Pero el problema va más allá de la defensa. El Gobierno de Sánchez ha demostrado, presupuesto tras presupuesto, que sus prioridades no son las prioridades de los españoles. La vivienda es inasequible para millones de familias. La inmigración ilegal ha generado una presión sobre los servicios públicos que el propio Ejecutivo se niega a reconocer. La fiscalidad asfixia a las clases medias y a los autónomos. Y mientras tanto, el presidente del Gobierno aparece en foros internacionales abrazando causas progresistas que generan titulares pero no solucionan ninguno de los problemas reales que afectan a los ciudadanos de este país.
Y aquí es donde el bipartidismo PSOE-PP muestra su verdadero rostro. El Partido Popular, que se presenta como alternativa, ha tenido la oportunidad durante años de liderar una oposición firme y contundente frente a este desmantelamiento sistemático de los intereses nacionales. Sin embargo, su tibieza, sus medias tintas y su obsesión por no parecer radical han permitido que Sánchez acumulara un poder sin precedentes. Han preferido la comodidad del sistema a la defensa de España. Y eso tiene un nombre: cobardía política. Solo Vox ha mantenido desde el primer día una posición clara, valiente y sin fisuras: España primero. Los españoles primero.
Lo que España necesita y lo que merece
Las palabras de Trump son un aldabonazo en la conciencia de un país que lleva demasiado tiempo dormido bajo el anestésico del relato oficial. Un país al que se le ha repetido hasta la saciedad que todo va bien, que la economía crece, que somos un referente internacional. Pero debajo de ese barniz de normalidad fabricada, la realidad es otra: España es señalada por sus aliados por no cumplir sus compromisos, su gobierno destina recursos a causas ajenas mientras millones de ciudadanos luchan por llegar a fin de mes, y el único partido que ha levantado la voz con claridad ante esta situación es Vox.

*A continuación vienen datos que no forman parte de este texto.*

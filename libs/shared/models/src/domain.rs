use serde::{Deserialize, Serialize};

use crate::error::AppError;

/// Account roles. Ids match the seeded `roles` table.
#[derive(Debug, Clone, Copy, PartialEq, Eq)]
pub enum Role {
    Admin = 1,
    Doctor = 2,
    Supporter = 3,
}

impl Role {
    pub fn from_id(id: i32) -> Option<Self> {
        match id {
            1 => Some(Role::Admin),
            2 => Some(Role::Doctor),
            3 => Some(Role::Supporter),
            _ => None,
        }
    }

    pub fn name(&self) -> &'static str {
        match self {
            Role::Admin => "admin",
            Role::Doctor => "doctor",
            Role::Supporter => "supporter",
        }
    }
}

#[derive(Debug, Clone, Copy, PartialEq, Eq, Serialize, Deserialize, sqlx::Type)]
#[sqlx(type_name = "gender")]
pub enum Gender {
    Male,
    Female,
}

/// Booking lifecycle. Supporters resolve pending bookings; doctors close
/// accepted ones by issuing the bill.
#[derive(Debug, Clone, Copy, PartialEq, Eq, Hash, Serialize, Deserialize, sqlx::Type)]
#[sqlx(type_name = "booking_status")]
pub enum BookingStatus {
    Pending,
    Accept,
    Reject,
    Done,
}

impl BookingStatus {
    /// Transition table for the booking state machine. Supporters may resolve
    /// a pending booking either way; a doctor moves an accepted booking to
    /// Done when the bill goes out. Everything else is refused.
    pub fn can_transition_to(self, next: BookingStatus, actor: Role) -> bool {
        match (self, next, actor) {
            (BookingStatus::Pending, BookingStatus::Accept, Role::Supporter) => true,
            (BookingStatus::Pending, BookingStatus::Reject, Role::Supporter) => true,
            (BookingStatus::Accept, BookingStatus::Done, Role::Doctor) => true,
            _ => false,
        }
    }

    /// Outcome check for a compare-and-set status UPDATE whose WHERE clause
    /// re-asserts the status this request observed. Zero affected rows means
    /// another request moved the booking first.
    pub fn ensure_updated(self, rows_affected: u64, next: BookingStatus) -> Result<(), AppError> {
        if rows_affected == 0 {
            return Err(AppError::Conflict(format!(
                "Booking left {} before the change to {} was applied",
                self.as_str(),
                next.as_str()
            )));
        }
        Ok(())
    }

    pub fn as_str(&self) -> &'static str {
        match self {
            BookingStatus::Pending => "Pending",
            BookingStatus::Accept => "Accept",
            BookingStatus::Reject => "Reject",
            BookingStatus::Done => "Done",
        }
    }
}

#[cfg(test)]
mod tests {
    use super::*;

    #[test]
    fn role_ids_round_trip() {
        assert_eq!(Role::from_id(1), Some(Role::Admin));
        assert_eq!(Role::from_id(2), Some(Role::Doctor));
        assert_eq!(Role::from_id(3), Some(Role::Supporter));
        assert_eq!(Role::from_id(0), None);
        assert_eq!(Role::from_id(4), None);
    }

    #[test]
    fn supporter_resolves_pending_bookings() {
        assert!(BookingStatus::Pending.can_transition_to(BookingStatus::Accept, Role::Supporter));
        assert!(BookingStatus::Pending.can_transition_to(BookingStatus::Reject, Role::Supporter));
    }

    #[test]
    fn doctor_closes_accepted_bookings() {
        assert!(BookingStatus::Accept.can_transition_to(BookingStatus::Done, Role::Doctor));
    }

    #[test]
    fn everything_else_is_refused() {
        // Wrong actor
        assert!(!BookingStatus::Pending.can_transition_to(BookingStatus::Accept, Role::Admin));
        assert!(!BookingStatus::Pending.can_transition_to(BookingStatus::Accept, Role::Doctor));
        assert!(!BookingStatus::Accept.can_transition_to(BookingStatus::Done, Role::Supporter));

        // Wrong edge
        assert!(!BookingStatus::Pending.can_transition_to(BookingStatus::Done, Role::Supporter));
        assert!(!BookingStatus::Reject.can_transition_to(BookingStatus::Accept, Role::Supporter));
        assert!(!BookingStatus::Done.can_transition_to(BookingStatus::Pending, Role::Supporter));
        assert!(!BookingStatus::Accept.can_transition_to(BookingStatus::Reject, Role::Supporter));
    }

    #[test]
    fn applied_status_change_passes() {
        assert!(BookingStatus::Pending.ensure_updated(1, BookingStatus::Accept).is_ok());
    }

    #[test]
    fn concurrent_status_change_is_a_conflict() {
        // The booking was resolved by another request between the read and
        // the guarded UPDATE, so the UPDATE matched nothing.
        let err = BookingStatus::Pending
            .ensure_updated(0, BookingStatus::Reject)
            .unwrap_err();
        assert!(matches!(err, AppError::Conflict(_)));
    }
}
pub mod dashboard;

pub use dashboard::DashboardService;
use axum::{routing::post, Router};

use shared_database::AppState;

use crate::handlers;

/// Booking creation is reachable without a token, patients do not have
/// accounts.
pub fn patient_routes(state: AppState) -> Router {
    Router::new()
        .route("/", post(handlers::create_booking))
        .with_state(state)
}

Lo que España necesita no es un Gobierno que coleccione aplausos en foros internacionales progresistas. Lo que España necesita es un gobierno que cumpla sus compromisos con los aliados occidentales, que refuerce las fuerzas armadas, que defienda las fronteras nacionales, que invierta en los ciudadanos españoles antes que en cualquier otra causa exterior. Un gobierno que cuando el presidente de los Estados Unidos critique la actitud de España, pueda responder con hechos y no con excusas. Un gobierno que ponga a España en primer lugar. Siempre.
La pregunta que los ciudadanos deben hacerse ahora es sencilla pero urgente: ¿cuánto tiempo más van a permitir que un gobierno los ignore, los grave con más impuestos y dilapide su dinero mientras el mundo entero observa cómo España se debilita por momentos? La respuesta a esa pregunta está en las urnas. Pero también está en las calles, en los debates, en cada conversación en la que un español decide decir basta y exigir lo que siempre le han negado: un gobierno que los represente de verdad.
Trump ha dicho lo que muchos españoles piensan. Ha puesto nombre al problema que Sánchez lleva años ocultando detrás de discursos vacíos y gestos internacionales sin sustancia. España no puede seguir siendo el país que abandona a los suyos para aplaudir a los demás. El momento de exigir un cambio real no es mañana. Es ahora.